INSTRUCTIONS FOR THE TASK. Whenever the word "back" appears in a line of the listing, copy that line.

-------- TASK INPUT

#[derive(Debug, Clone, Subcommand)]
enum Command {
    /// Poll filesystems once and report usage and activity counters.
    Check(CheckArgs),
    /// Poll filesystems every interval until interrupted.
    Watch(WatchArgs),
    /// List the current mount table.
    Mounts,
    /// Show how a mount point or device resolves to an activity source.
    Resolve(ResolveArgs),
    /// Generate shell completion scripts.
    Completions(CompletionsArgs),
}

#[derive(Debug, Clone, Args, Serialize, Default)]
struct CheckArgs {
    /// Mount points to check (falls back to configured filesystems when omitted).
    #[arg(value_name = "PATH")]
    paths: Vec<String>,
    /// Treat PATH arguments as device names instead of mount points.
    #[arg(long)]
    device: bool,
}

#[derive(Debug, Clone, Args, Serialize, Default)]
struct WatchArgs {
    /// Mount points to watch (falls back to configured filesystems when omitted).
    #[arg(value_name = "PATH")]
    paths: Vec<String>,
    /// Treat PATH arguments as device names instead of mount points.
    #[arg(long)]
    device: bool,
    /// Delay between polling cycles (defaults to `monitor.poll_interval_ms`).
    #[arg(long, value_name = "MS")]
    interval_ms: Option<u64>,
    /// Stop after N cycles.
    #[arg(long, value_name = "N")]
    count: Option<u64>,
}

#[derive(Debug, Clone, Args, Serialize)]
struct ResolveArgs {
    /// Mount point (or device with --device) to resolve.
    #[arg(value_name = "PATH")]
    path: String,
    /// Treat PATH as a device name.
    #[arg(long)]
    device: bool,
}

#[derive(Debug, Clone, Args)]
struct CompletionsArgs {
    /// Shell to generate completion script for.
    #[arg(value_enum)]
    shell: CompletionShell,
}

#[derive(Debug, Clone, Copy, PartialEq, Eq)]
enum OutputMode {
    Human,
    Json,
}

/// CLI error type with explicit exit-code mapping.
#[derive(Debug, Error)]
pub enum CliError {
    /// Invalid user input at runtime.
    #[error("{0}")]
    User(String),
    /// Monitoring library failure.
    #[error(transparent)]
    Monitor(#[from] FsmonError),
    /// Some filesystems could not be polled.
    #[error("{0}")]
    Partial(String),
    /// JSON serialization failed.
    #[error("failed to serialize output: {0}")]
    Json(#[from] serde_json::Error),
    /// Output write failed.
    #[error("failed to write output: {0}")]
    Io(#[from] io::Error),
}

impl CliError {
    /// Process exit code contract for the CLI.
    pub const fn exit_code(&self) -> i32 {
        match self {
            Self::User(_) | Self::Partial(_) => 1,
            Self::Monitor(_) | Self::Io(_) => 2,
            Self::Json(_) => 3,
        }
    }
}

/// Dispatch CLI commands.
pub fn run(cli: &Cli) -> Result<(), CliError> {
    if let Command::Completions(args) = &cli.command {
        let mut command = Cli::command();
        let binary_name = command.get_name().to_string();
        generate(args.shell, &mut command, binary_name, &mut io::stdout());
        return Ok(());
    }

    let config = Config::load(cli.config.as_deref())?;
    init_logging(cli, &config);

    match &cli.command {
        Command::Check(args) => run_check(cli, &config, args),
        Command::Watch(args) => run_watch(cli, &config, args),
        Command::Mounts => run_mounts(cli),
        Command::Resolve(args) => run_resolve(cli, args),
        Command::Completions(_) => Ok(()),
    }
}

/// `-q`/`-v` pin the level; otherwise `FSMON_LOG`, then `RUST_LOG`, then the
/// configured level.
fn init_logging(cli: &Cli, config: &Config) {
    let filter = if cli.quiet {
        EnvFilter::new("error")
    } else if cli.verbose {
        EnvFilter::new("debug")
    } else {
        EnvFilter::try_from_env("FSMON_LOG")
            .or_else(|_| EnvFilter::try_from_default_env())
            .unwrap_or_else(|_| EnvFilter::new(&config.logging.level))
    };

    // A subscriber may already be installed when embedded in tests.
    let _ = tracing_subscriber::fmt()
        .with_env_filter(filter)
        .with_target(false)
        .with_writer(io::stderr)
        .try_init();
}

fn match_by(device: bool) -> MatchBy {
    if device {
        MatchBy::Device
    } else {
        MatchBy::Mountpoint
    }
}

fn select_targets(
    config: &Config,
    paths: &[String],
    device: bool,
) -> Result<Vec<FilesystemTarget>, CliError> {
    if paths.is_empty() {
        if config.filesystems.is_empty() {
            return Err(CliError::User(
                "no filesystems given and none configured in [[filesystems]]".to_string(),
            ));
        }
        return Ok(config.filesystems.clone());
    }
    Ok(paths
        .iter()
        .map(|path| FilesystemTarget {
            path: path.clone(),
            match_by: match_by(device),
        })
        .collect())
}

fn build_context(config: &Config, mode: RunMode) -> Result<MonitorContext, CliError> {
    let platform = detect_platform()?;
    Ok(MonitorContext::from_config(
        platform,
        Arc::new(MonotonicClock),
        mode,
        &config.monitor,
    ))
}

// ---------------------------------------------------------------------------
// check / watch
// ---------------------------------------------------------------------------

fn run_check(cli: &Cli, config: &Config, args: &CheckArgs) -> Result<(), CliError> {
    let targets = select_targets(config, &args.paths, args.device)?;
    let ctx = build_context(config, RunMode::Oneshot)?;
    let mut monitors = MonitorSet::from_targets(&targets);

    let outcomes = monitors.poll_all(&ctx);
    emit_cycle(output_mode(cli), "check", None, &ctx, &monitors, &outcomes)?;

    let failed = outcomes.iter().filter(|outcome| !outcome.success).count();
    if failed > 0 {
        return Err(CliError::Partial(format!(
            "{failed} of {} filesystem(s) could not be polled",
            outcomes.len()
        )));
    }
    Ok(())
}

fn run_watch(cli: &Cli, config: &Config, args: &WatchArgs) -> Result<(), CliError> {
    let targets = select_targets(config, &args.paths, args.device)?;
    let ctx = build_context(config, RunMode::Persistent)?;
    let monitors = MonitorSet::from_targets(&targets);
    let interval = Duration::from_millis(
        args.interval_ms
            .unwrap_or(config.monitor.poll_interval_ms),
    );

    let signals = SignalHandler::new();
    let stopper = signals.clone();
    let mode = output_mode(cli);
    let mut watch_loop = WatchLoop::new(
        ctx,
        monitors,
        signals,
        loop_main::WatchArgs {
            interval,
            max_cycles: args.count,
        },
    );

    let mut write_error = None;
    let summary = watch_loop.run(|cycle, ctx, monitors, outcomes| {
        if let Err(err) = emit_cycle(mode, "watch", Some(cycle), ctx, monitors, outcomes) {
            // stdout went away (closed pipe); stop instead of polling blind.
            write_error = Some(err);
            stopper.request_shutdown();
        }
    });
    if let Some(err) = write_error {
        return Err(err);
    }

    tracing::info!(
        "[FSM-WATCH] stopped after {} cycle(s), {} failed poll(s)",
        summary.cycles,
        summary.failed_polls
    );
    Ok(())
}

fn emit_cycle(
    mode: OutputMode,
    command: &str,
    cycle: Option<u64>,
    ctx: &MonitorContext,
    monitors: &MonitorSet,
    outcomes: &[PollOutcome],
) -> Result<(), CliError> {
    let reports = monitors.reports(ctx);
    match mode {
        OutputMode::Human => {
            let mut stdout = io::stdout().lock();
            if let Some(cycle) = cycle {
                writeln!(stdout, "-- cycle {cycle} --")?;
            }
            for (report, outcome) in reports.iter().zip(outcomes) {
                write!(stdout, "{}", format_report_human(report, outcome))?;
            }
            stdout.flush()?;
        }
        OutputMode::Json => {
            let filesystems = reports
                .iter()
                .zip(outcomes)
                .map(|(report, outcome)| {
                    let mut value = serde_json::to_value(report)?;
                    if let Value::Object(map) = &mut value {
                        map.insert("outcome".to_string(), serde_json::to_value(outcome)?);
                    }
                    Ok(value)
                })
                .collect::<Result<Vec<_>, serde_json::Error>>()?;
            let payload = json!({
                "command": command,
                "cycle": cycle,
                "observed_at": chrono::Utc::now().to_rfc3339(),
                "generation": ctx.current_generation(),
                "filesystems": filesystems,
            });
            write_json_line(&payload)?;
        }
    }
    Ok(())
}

----------------

OUTPUT FOR THIS TASK.
    /// Mount points to check (falls back to configured filesystems when omitted).
    /// Mount points to watch (falls back to configured filesystems when omitted).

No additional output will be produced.